Thread: A tale of two sorts: classifying an inefficient sorting algorithm

  1. #1
    C++ Witch laserlight's Avatar
    Join Date
    Oct 2003
    Location
    Singapore
    Posts
    28,413

    A tale of two sorts: classifying an inefficient sorting algorithm

    This thread has branched off from wufflz's Bubblesorting Array elements in order to avoid going too far off track for that discussion. It makes reference to Owen Astrachan's Bubble Sort: An Archaeological Algorithmic Analysis as shared by Hodor.

    I'm mostly interested in the rather academic question of whether a group of rather inefficient sorts -- that really shouldn't be so heartily promoted by instructors but appears to be -- should be categorised as a kind of bubble sort, a kind of insertion sort, both, or something else. These sorts are basically O(n**2) sorts that do adjacent swapping of out-of-order items akin to typical bubble sorts, but instead of terminating as soon as no more swaps are done in the inner loop, they just keep looping for about n outer loop iterations in total, similiar to how insertion sorts would consider each item in the list, building a sorted sublist.

    Quote Originally Posted by Hodor
    I have the book open in front of me now (I needed to re-read it based on your feedback) and Knuth does not state that terminating early is an optimization of bubble sort but an intrinsic part of it (pages 106-107). The only algorithm he gives (Fig 15 and Program B, p. 107) is based on the text discussion and has no swaps occurring as the terminating condition. In the section "refinements of the bubble sort" (pp. 109-110) Knuth does not present terminating early as a refinement because he's already said that the algorithm ends when no exchanges occur (discussion on pages 106-107 and Fig. 15). So it's not a refinement or an optimization according to my interpretation of Knuth.
    Hmm... so my next question would be: how on earth did Astrachan arrive at that from Knuth's description? Could it be from the 1st edition, and he sloppily didn't check before citing the 2nd edition?
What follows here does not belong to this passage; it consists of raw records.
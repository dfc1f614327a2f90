//! Wire types for the remote script-execution API (`scripts.run`).
//!
//! The API answers every call with an [`Operation`]. A finished operation
//! carries either a `response` (the function returned) or an `error` (the
//! function threw, or the call was rejected). [`ExecutionOutcome`] folds the
//! two into a single value so callers never see "neither".

use serde::{Deserialize, Serialize};

/// Body of `POST /v1/scripts/{scriptId}:run`.
#[derive(Debug, Clone, PartialEq, Serialize, Deserialize)]
#[serde(rename_all = "camelCase")]
pub struct ExecutionRequest {
	pub function: String,
	#[serde(default, skip_serializing_if = "Vec::is_empty")]
	pub parameters: Vec<serde_json::Value>,
	/// Run the most recently saved code instead of the deployed version.
	#[serde(default, skip_serializing_if = "Option::is_none")]
	pub dev_mode: Option<bool>,
}

impl ExecutionRequest {
	pub fn new(function: impl Into<String>) -> Self {
		Self {
			function: function.into(),
			parameters: Vec::new(),
			dev_mode: None,
		}
	}

	pub fn dev_mode(mut self, enabled: bool) -> Self {
		self.dev_mode = Some(enabled);
		self
	}
}

#[derive(Debug, Clone, Default, PartialEq, Serialize, Deserialize)]
#[serde(rename_all = "camelCase")]
pub struct Operation {
	#[serde(default, skip_serializing_if = "Option::is_none")]
	pub done: Option<bool>,
	#[serde(default, skip_serializing_if = "Option::is_none")]
	pub response: Option<OperationResponse>,
	#[serde(default, skip_serializing_if = "Option::is_none")]
	pub error: Option<Status>,
}

#[derive(Debug, Clone, Default, PartialEq, Serialize, Deserialize)]
pub struct OperationResponse {
	#[serde(rename = "@type", default, skip_serializing_if = "Option::is_none")]
	pub type_url: Option<String>,
	#[serde(default, skip_serializing_if = "Option::is_none")]
	pub result: Option<serde_json::Value>,
}

#[derive(Debug, Clone, Default, PartialEq, Serialize, Deserialize)]
pub struct Status {
	#[serde(default)]
	pub code: i32,
	#[serde(default, skip_serializing_if = "Option::is_none")]
	pub message: Option<String>,
	#[serde(default, skip_serializing_if = "Vec::is_empty")]
	pub details: Vec<ExecutionError>,
}

/// Detail entry attached to a failed execution.
#[derive(Debug, Clone, Default, PartialEq, Serialize, Deserialize)]
#[serde(rename_all = "camelCase")]
pub struct ExecutionError {
	#[serde(default, skip_serializing_if = "Option::is_none")]
	pub error_message: Option<String>,
	#[serde(default, skip_serializing_if = "Option::is_none")]
	pub error_type: Option<String>,
	#[serde(default, skip_serializing_if = "Vec::is_empty")]
	pub script_stack_trace_elements: Vec<StackFrame>,
}

#[derive(Debug, Clone, Default, PartialEq, Serialize, Deserialize)]
#[serde(rename_all = "camelCase")]
pub struct StackFrame {
	#[serde(default, skip_serializing_if = "Option::is_none")]
	pub function: Option<String>,
	#[serde(default, skip_serializing_if = "Option::is_none")]
	pub line_number: Option<u32>,
}

impl std::fmt::Display for StackFrame {
	fn fmt(&self, f: &mut std::fmt::Formatter<'_>) -> std::fmt::Result {
		let function = self.function.as_deref().unwrap_or("<anonymous>");
		match self.line_number {
			Some(line) => write!(f, "{function}:{line}"),
			None => write!(f, "{function}"),
		}
	}
}

/// Result of one remote function call: exactly one of success or failure.
#[derive(Debug, Clone, PartialEq, Serialize, Deserialize)]
#[serde(tag = "status", rename_all = "lowercase")]
pub enum ExecutionOutcome {
	Success {
		#[serde(default)]
		result: serde_json::Value,
	},
	Failure {
		message: String,
		#[serde(default, skip_serializing_if = "Option::is_none")]
		error_type: Option<String>,
		#[serde(default, skip_serializing_if = "Vec::is_empty")]
		stack: Vec<StackFrame>,
	},
}

impl ExecutionOutcome {
	pub fn is_success(&self) -> bool {
		matches!(self, ExecutionOutcome::Success { .. })
	}

	/// Log lines a test function returned as `{ logs: [...] }`, if any.
	pub fn logs(&self) -> Vec<String> {
		match self {
			ExecutionOutcome::Success { result } => result
				.get("logs")
				.and_then(|logs| logs.as_array())
				.map(|logs| {
					logs.iter()
						.map(|line| match line.as_str() {
							Some(s) => s.to_string(),
							None => line.to_string(),
						})
						.collect()
				})
				.unwrap_or_default(),
			ExecutionOutcome::Failure { .. } => Vec::new(),
		}
	}
}

impl From<Operation> for ExecutionOutcome {
	fn from(op: Operation) -> Self {
		if let Some(status) = op.error {
			let detail = status.details.into_iter().next().unwrap_or_default();
			let message = detail
				.error_message
				.or(status.message)
				.unwrap_or_else(|| format!("execution failed (code {})", status.code));
			return ExecutionOutcome::Failure {
				message,
				error_type: detail.error_type,
				stack: detail.script_stack_trace_elements,
			};
		}

		match op.response {
			Some(response) => ExecutionOutcome::Success {
				result: response.result.unwrap_or(serde_json::Value::Null),
			},
			None => ExecutionOutcome::Failure {
				message: "empty response".into(),
				error_type: None,
				stack: Vec::new(),
			},
		}
	}
}
use clap::Parser;
use gasprobe_cli::{
	cli::Cli,
	commands,
	error::CliError,
	logging,
	output::{self, OutputFormat, ResultBuilder},
};

#[tokio::main]
async fn main() {
	let cli = Cli::parse();
	logging::init_logging(cli.verbose);

	let format = cli.format;
	let command = cli.command.name();

	if let Err(err) = commands::dispatch(cli).await {
		if !err.is_output_already_printed() {
			handle_error(err, command, format);
		}
		std::process::exit(1);
	}
}

fn handle_error(err: CliError, command: &str, format: OutputFormat) {
	let cmd_error = err.to_command_error();

	output::print_error_stderr(&cmd_error);

	// Machine formats also get an ok=false envelope on stdout.
	if format != OutputFormat::Text {
		let result: output::CommandResult<()> = ResultBuilder::new(command)
			.error(cmd_error.code, &cmd_error.message)
			.build();
		output::print_result(&result, format);
	}
}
    I suspect that Knuth might not have altered his description, because Astrachan does provide a lead:
    Despite these earlier publications the algorithm officially enters the ACM algorithm repository as Algorithm 175 [25] in 1963 where it is named Shuttle Sort. Soon thereafter [14] the published algorithm is found to be ``not free from errors'', a gentle way of saying the published code is wrong. There a modified version of the code (that stops early when no swaps are made) is given and the author says that in this form the code was ``studied in this form on the ORDVAC computer, Aberdeen Proving Ground, in 1955.''
    Remember that you mentioned Knuth's "straight insertion sort"? This mention of ACM algorithm 175 jogged my memory. Here's a note from DADS entry for insertion sort:
    Note: Sorting can be done in place by moving the next item into place by repeatedly swapping it with the preceding item until it is in place - a linear search and move combined. This implementation is given in C. J. Shaw and T. N. Trimble, Algorithm 175 Shuttle Sort, CACM, 6(6):312-313, June 1963.
    I've looked up Algorithm 175, and it's quite obvious that there are errors, given a list of numbers N from index 1 to m:
    Code:
    begin integer i, j;
        for i := 1 step 1 until m - 1 do
        begin
            for j := i step -1 until 1 do
            begin
                if N[j] < N[j+i] then go to Test;
                Exchange:
                Temporary := N[j];
                N[j] := N[j+i];
                N[j+i] := Temporary;
            end of j loop;
        Test:
        end of i loop
    end shuttle sort
    Here's Juelich's comment on this algorithm:
    The algorithm as published is not free from errors. The statement
    Code:
    for j := i step -1 until 1 do
    should be replaced by either:
    Code:
    for j := m - 1 step -1 until i do
    or
    Code:
    for j := 1 step 1 until m - i do
    In the former case the process can be visualized as placing the ith smallest element in place on the ith pass; in the latter the ith largest element is put in place on the ith pass.
    The label "Test" should precede the delimiter "end of j loop" rather than the "end of i loop".
    If we choose option 2, we end up with:
    Code:
    begin integer i, j;
        for i := 1 step 1 until m - 1 do
        begin
            for j := 1 step 1 until m - i do
            begin
                if N[j] < N[j+i] then go to Test;
            Exchange:
                Temporary := N[j];
                N[j] := N[j+i];
                N[j+i] := Temporary;
            Test:
            end of j loop;
        end of i loop
    end shuttle sort
    This is equivalent to Astrachan's section 2.1 algorithm, except that the outer loop counts up instead of down, but ends up the same because the inner loop achieves the same iterative sequence by computing m - i instead of directly using the outer loop index. Oh, and Shaw & Trimble use a goto to the end of the loop body whereas Astrachan just inverts the loop condition, but their goto is no more harmful than a continue.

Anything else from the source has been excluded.